Overview

The doScenes Instructed Driving Challenge evaluates whether natural language instructions can improve trajectory prediction for autonomous driving. Traditional models rely on past motion and scene context; doScenes adds human-authored intent descriptions so models can predict with privileged information.

Can models that incorporate text descriptions of intended maneuvers achieve better prediction accuracy than state-of-the-art history-only methods?

This challenge is built on doScenes, an instruction-augmented extension of nuScenes. Instructions cover maneuvers such as lane changes, turns, stopping, yielding, and speed adjustments, with multiple annotators providing diverse phrasings.

Task Definition

Given:

  • Visual scene input from multiple cameras
  • Historical trajectory information (past 2 seconds)
  • High-definition map data
  • Natural language instruction describing the intended maneuver

Participants must predict the ego vehicle’s future trajectory over the next 6 seconds. The key research question is whether models can effectively leverage the language instruction to improve prediction accuracy compared to baselines that use only visual, historical, and map information.

Evaluation Metrics

Submissions are evaluated using standard trajectory prediction metrics:

  • Average Displacement Error (ADE): Mean L2 distance between predicted and ground-truth positions across all time steps.
  • Final Displacement Error (FDE): L2 distance between predicted and ground-truth positions at the final time step.
  • Instruction Conditioning Gain (Delta ADE): Improvement in ADE relative to a history-only baseline, measuring the benefit of incorporating language instructions.

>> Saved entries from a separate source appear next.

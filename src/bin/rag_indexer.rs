use std::path::{Path, PathBuf};
use std::sync::Arc;
use std::time::Duration;

use anyhow::{Context, Result};
use clap::Parser;
use indicatif::{ProgressBar, ProgressStyle};

use cisnr_assistant::config::Secret;
use cisnr_assistant::indexer::chunker::Chunker;
use cisnr_assistant::indexer::extractor::extract_text;
use cisnr_assistant::indexer::walker::{find_documents, DocumentFormat};
use cisnr_assistant::indexer::{point_id, source_name, IndexRun};
use cisnr_assistant::rag::embeddings::{Embedder, GeminiEmbedder};
use cisnr_assistant::rag::vector_store::{ChunkPoint, QdrantStore};

#[derive(Parser, Debug)]
#[command(name = "rag-indexer")]
#[command(about = "Index documents into the CISNR assistant's vector store")]
struct Args {
    /// Directory to recursively index
    #[arg(short, long)]
    dir: PathBuf,

    /// Qdrant server URL
    #[arg(long, env = "QDRANT_URL", default_value = "http://localhost:6334")]
    qdrant_url: String,

    #[arg(long, env = "QDRANT_API_KEY", hide_env_values = true)]
    qdrant_api_key: String,

    /// Qdrant collection name
    #[arg(long, env = "VECTOR_INDEX_NAME")]
    collection: String,

    /// Gemini API key used for document embeddings
    #[arg(long, env = "GOOGLE_API_KEY", hide_env_values = true)]
    api_key: Option<String>,

    #[arg(long, env = "EMBEDDING_MODEL", default_value = "models/embedding-001")]
    embedding_model: String,

    #[arg(
        long,
        env = "GEMINI_BASE_URL",
        default_value = "https://generativelanguage.googleapis.com/v1beta"
    )]
    gemini_base_url: String,

    /// Embed locally with a fastembed model directory instead of calling Gemini
    #[cfg(feature = "local-embeddings")]
    #[arg(long, env = "LOCAL_EMBEDDING_MODEL_DIR")]
    local_model_dir: Option<PathBuf>,

    /// Maximum chunk size in characters
    #[arg(long, default_value_t = 1000)]
    chunk_size: usize,

    /// Overlap between chunks in characters
    #[arg(long, default_value_t = 200)]
    chunk_overlap: usize,

    /// Chunks embedded and upserted per request
    #[arg(long, default_value_t = 32)]
    batch_size: usize,

    /// Keep chunks of files that were deleted or shrank since the last run
    #[arg(long)]
    keep_stale: bool,
}

#[tokio::main]
async fn main() -> Result<()> {
    dotenv::dotenv().ok();
    tracing_subscriber::fmt::init();

    let args = Args::parse();

    if !args.dir.is_dir() {
        anyhow::bail!("Directory does not exist: {}", args.dir.display());
    }
    let chunker = Chunker::new(args.chunk_size, args.chunk_overlap)?;

    println!("Initializing embedding provider...");
    let embedder = build_embedder(&args)?;

    println!("Connecting to Qdrant at {}...", args.qdrant_url);
    let store = QdrantStore::new(
        &args.qdrant_url,
        &Secret::new(args.qdrant_api_key.clone()),
        &args.collection,
        Duration::from_secs(60),
    )?;

    println!("Scanning directory: {}", args.dir.display());
    let files = find_documents(&args.dir);
    println!("Found {} supported files", files.len());

    if files.is_empty() {
        println!("No supported files found. Exiting.");
        return Ok(());
    }

    let pb = ProgressBar::new(files.len() as u64);
    pb.set_style(
        ProgressStyle::default_bar()
            .template("{spinner:.green} [{elapsed_precise}] [{bar:40.cyan/blue}] {pos}/{len} {msg}")?
            .progress_chars("#>-"),
    );

    let mut indexer = Indexer {
        embedder: embedder.as_ref(),
        store: &store,
        chunker,
        batch_size: args.batch_size.max(1),
        collection_ready: false,
    };

    let mut run = IndexRun::default();
    let mut success_count = 0usize;
    let mut total_chunks = 0usize;
    let mut failed_files: Vec<(PathBuf, String)> = Vec::new();

    for (path, format) in &files {
        let source = source_name(&args.dir, path);
        pb.set_message(source.clone());
        run.saw(&source);

        match indexer.index_file(path, *format, &source).await {
            Ok(ids) => {
                success_count += 1;
                total_chunks += ids.len();
                run.indexed(&source, ids);
            }
            Err(e) => {
                tracing::warn!("Failed to process {}: {:#}", path.display(), e);
                failed_files.push((path.clone(), format!("{:#}", e)));
            }
        }

        pb.inc(1);
    }

    pb.finish_with_message("done");

    let removed = if args.keep_stale {
        0
    } else {
        match remove_stale(&store, &run).await {
            Ok(count) => count,
            Err(e) => {
                tracing::error!("Failed to clean up stale chunks: {:#}", e);
                0
            }
        }
    };

    println!("\nIndexing complete!");
    println!("  Files processed: {}/{}", success_count, files.len());
    println!("  Files failed:    {}", failed_files.len());
    println!("  Total chunks:    {}", total_chunks);
    println!("  Stale removed:   {}", removed);
    println!("  Embeddings:      {}", embedder.name());
    println!("  Collection:      {}", store.collection_name());
    println!("  Qdrant URL:      {}", args.qdrant_url);

    if !failed_files.is_empty() {
        println!("\nFailed files:");
        for (path, err) in &failed_files {
            println!("  {}: {}", path.display(), err);
        }
    }

    Ok(())
}

fn build_embedder(args: &Args) -> Result<Arc<dyn Embedder>> {
    #[cfg(feature = "local-embeddings")]
    {
        if let Some(dir) = &args.local_model_dir {
            let embedder = cisnr_assistant::rag::embeddings::LocalEmbedder::new(dir)?;
            return Ok(Arc::new(embedder));
        }
    }

    let api_key = args
        .api_key
        .clone()
        .filter(|k| !k.trim().is_empty())
        .context("GOOGLE_API_KEY (or --api-key) is required for Gemini embeddings")?;
    let client = reqwest::Client::builder()
        .timeout(Duration::from_secs(60))
        .build()?;

    Ok(Arc::new(GeminiEmbedder::new(
        client,
        &args.gemini_base_url,
        &args.embedding_model,
        Secret::new(api_key),
    )))
}

async fn remove_stale(store: &QdrantStore, run: &IndexRun) -> Result<usize> {
    if !store.exists().await? {
        return Ok(0);
    }

    let stale = run.stale(&store.stored_points().await?);
    let count = stale.len();
    if count > 0 {
        tracing::info!("Removing {} stale chunks", count);
        store.delete_points(stale).await?;
    }
    Ok(count)
}

struct Indexer<'a> {
    embedder: &'a dyn Embedder,
    store: &'a QdrantStore,
    chunker: Chunker,
    batch_size: usize,
    collection_ready: bool,
}

impl Indexer<'_> {
    /// Returns the ids of every point written for the file.
    async fn index_file(&mut self, path: &Path, format: DocumentFormat, source: &str) -> Result<Vec<String>> {
        let text = extract_text(path, format)?;
        let chunks = self.chunker.split(&text);
        let mut ids = Vec::with_capacity(chunks.len());

        for batch in chunks.chunks(self.batch_size) {
            let texts: Vec<String> = batch.iter().map(|c| c.text.clone()).collect();
            let vectors = self
                .embedder
                .embed_documents(&texts)
                .await
                .with_context(|| format!("embedding {}", source))?;

            if !self.collection_ready {
                let dimension = vectors.first().map_or(0, |v| v.len()) as u64;
                self.store.ensure_collection(dimension).await?;
                self.collection_ready = true;
            }

            let points: Vec<ChunkPoint> = batch
                .iter()
                .zip(vectors)
                .map(|(chunk, vector)| ChunkPoint {
                    id: point_id(source, chunk.chunk_index),
                    text: chunk.text.clone(),
                    source: source.to_string(),
                    chunk_index: chunk.chunk_index,
                    vector,
                })
                .collect();
            ids.extend(points.iter().map(|p| p.id.clone()));

            self.store
                .upsert(points)
                .await
                .with_context(|| format!("storing {}", source))?;
        }

        tracing::debug!("Indexed {} chunks from {}", ids.len(), source);
        Ok(ids)
    }
}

ADE reporting specification: ADE is computed as mean Average Displacement Error. We report the Q97.5-filtered mean, removing the top 2.5% highest-error scenes to avoid catastrophic outliers.

The Instruction Conditioning Gain is computed as:

Delta ADE = ADEbaseline − ADEinstruction (1)

Positive values indicate improvement from using language instructions.

Positive Delta ADE indicates language improves trajectory prediction relative to the history-only baseline.

Evaluation Tracks

Participants may submit to one or more tracks:

  1. Full Multimodal: Uses all available inputs (cameras, history, map, and language instruction).
  2. Language + History: Uses only historical trajectory and language instruction (no visual input).
  3. Ablation: Participants report results with and without language conditioning to demonstrate the instruction benefit.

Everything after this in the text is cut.